Gather, from the data below, each line in which the word "failure" occurs.

Collected data
|---|
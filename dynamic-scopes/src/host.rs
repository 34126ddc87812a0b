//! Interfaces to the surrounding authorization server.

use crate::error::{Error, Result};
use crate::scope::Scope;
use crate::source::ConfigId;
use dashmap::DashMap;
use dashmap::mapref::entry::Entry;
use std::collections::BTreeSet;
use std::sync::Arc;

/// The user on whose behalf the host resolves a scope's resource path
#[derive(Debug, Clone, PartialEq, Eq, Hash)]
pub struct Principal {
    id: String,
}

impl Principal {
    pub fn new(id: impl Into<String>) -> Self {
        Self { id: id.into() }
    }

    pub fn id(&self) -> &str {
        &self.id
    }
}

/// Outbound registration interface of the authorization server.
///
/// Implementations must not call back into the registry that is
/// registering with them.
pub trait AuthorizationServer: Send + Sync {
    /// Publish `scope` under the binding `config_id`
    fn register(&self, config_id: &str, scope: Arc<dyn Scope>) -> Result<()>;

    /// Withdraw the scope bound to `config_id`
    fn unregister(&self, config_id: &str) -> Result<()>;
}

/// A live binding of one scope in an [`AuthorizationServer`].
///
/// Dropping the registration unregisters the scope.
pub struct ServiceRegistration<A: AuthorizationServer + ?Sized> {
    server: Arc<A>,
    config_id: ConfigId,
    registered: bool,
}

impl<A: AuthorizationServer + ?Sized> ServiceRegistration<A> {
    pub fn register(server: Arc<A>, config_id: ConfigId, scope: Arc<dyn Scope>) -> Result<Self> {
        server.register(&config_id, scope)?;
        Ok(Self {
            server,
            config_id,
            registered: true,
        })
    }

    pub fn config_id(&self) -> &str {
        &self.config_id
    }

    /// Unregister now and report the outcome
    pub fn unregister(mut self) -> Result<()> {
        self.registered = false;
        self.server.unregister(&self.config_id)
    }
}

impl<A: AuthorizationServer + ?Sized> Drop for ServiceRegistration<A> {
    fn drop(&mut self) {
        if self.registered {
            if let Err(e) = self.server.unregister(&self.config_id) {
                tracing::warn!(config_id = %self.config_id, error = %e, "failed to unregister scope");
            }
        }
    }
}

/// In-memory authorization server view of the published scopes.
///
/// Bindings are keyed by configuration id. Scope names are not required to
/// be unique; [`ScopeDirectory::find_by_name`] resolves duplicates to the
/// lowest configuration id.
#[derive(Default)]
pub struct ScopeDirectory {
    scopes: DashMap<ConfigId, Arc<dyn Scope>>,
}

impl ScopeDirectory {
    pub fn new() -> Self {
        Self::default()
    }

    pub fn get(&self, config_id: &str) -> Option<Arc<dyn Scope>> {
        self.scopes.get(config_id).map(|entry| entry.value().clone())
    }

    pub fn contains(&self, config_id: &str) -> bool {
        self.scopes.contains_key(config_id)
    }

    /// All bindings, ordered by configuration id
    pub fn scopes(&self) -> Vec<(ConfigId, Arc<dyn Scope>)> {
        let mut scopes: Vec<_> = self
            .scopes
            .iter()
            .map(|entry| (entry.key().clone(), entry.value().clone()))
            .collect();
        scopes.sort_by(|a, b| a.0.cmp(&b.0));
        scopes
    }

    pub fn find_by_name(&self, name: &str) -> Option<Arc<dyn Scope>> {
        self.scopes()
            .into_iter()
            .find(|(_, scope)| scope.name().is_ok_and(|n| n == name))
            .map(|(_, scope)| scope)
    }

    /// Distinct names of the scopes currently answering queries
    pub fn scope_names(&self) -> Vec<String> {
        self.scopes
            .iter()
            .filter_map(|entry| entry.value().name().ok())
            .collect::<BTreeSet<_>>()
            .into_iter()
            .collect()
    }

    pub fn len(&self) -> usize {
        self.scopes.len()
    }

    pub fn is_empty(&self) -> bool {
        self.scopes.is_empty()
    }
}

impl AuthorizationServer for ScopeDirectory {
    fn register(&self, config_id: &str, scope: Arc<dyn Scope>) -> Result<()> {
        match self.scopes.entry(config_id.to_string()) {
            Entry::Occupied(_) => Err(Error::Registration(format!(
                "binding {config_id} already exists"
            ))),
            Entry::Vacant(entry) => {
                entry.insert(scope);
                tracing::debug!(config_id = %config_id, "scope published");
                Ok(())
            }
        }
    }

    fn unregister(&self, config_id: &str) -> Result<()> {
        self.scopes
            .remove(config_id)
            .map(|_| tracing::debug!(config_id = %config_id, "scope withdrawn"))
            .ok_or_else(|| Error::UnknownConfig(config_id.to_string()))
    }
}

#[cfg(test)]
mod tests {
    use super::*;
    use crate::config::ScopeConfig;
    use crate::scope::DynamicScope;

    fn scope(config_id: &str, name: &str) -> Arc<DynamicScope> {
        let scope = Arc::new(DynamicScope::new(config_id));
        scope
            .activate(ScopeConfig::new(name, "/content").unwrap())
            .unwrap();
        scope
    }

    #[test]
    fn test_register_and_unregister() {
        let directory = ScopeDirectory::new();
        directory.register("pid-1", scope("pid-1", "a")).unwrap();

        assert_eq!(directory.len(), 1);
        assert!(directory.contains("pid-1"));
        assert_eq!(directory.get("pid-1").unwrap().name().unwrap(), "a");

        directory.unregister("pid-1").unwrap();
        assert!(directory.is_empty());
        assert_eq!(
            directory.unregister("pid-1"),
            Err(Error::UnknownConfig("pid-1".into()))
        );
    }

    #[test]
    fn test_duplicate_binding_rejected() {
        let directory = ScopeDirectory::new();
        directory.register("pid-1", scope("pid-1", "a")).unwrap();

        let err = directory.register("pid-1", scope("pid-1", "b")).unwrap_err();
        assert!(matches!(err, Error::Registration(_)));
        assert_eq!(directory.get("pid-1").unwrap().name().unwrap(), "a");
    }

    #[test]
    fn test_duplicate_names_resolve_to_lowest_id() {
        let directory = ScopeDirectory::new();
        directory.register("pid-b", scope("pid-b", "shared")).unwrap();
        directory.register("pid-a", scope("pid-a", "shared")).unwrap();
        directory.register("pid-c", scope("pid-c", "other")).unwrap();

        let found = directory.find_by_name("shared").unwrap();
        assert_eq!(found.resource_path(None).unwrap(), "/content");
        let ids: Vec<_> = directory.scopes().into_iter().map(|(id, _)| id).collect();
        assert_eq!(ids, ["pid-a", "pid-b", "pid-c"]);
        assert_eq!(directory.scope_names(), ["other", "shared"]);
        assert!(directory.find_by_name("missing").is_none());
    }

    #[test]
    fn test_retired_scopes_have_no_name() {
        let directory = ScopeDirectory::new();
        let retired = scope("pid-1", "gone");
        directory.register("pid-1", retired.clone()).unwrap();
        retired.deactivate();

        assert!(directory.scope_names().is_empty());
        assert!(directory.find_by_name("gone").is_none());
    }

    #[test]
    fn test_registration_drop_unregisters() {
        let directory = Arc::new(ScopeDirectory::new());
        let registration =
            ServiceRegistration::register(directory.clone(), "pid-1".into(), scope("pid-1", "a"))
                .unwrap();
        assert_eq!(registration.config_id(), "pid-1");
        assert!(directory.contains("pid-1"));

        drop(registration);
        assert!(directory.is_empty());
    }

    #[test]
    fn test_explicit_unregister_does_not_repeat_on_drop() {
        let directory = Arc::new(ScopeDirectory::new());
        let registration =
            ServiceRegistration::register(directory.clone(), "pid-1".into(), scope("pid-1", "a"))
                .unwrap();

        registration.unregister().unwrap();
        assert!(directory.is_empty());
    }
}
|---|
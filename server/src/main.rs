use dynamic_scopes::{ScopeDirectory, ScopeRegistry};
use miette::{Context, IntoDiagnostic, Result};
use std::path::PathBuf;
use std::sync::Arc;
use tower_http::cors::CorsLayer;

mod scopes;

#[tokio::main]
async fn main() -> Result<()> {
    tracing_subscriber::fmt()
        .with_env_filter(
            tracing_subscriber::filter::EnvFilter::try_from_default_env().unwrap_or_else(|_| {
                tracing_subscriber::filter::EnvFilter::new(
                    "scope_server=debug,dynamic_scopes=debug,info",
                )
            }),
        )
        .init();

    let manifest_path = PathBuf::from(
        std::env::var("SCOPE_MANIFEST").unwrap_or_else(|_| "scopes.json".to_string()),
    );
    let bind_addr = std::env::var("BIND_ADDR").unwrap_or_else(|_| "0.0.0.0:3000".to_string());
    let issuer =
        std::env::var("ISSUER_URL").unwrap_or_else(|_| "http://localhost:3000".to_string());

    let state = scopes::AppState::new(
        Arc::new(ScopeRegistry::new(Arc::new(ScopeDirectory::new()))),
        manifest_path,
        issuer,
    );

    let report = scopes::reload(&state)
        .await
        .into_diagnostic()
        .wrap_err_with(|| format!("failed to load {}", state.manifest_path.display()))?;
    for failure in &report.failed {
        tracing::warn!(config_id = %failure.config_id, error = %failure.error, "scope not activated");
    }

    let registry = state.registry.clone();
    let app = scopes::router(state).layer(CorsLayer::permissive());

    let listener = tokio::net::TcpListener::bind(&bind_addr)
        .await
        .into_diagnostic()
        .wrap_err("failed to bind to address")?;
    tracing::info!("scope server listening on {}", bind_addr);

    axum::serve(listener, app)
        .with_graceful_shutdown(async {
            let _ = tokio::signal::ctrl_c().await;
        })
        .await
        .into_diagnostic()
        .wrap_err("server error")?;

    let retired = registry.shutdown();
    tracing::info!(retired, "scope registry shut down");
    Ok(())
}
|---|
Exercise answer
    for failure in &report.failed {
        tracing::warn!(config_id = %failure.config_id, error = %failure.error, "scope not activated");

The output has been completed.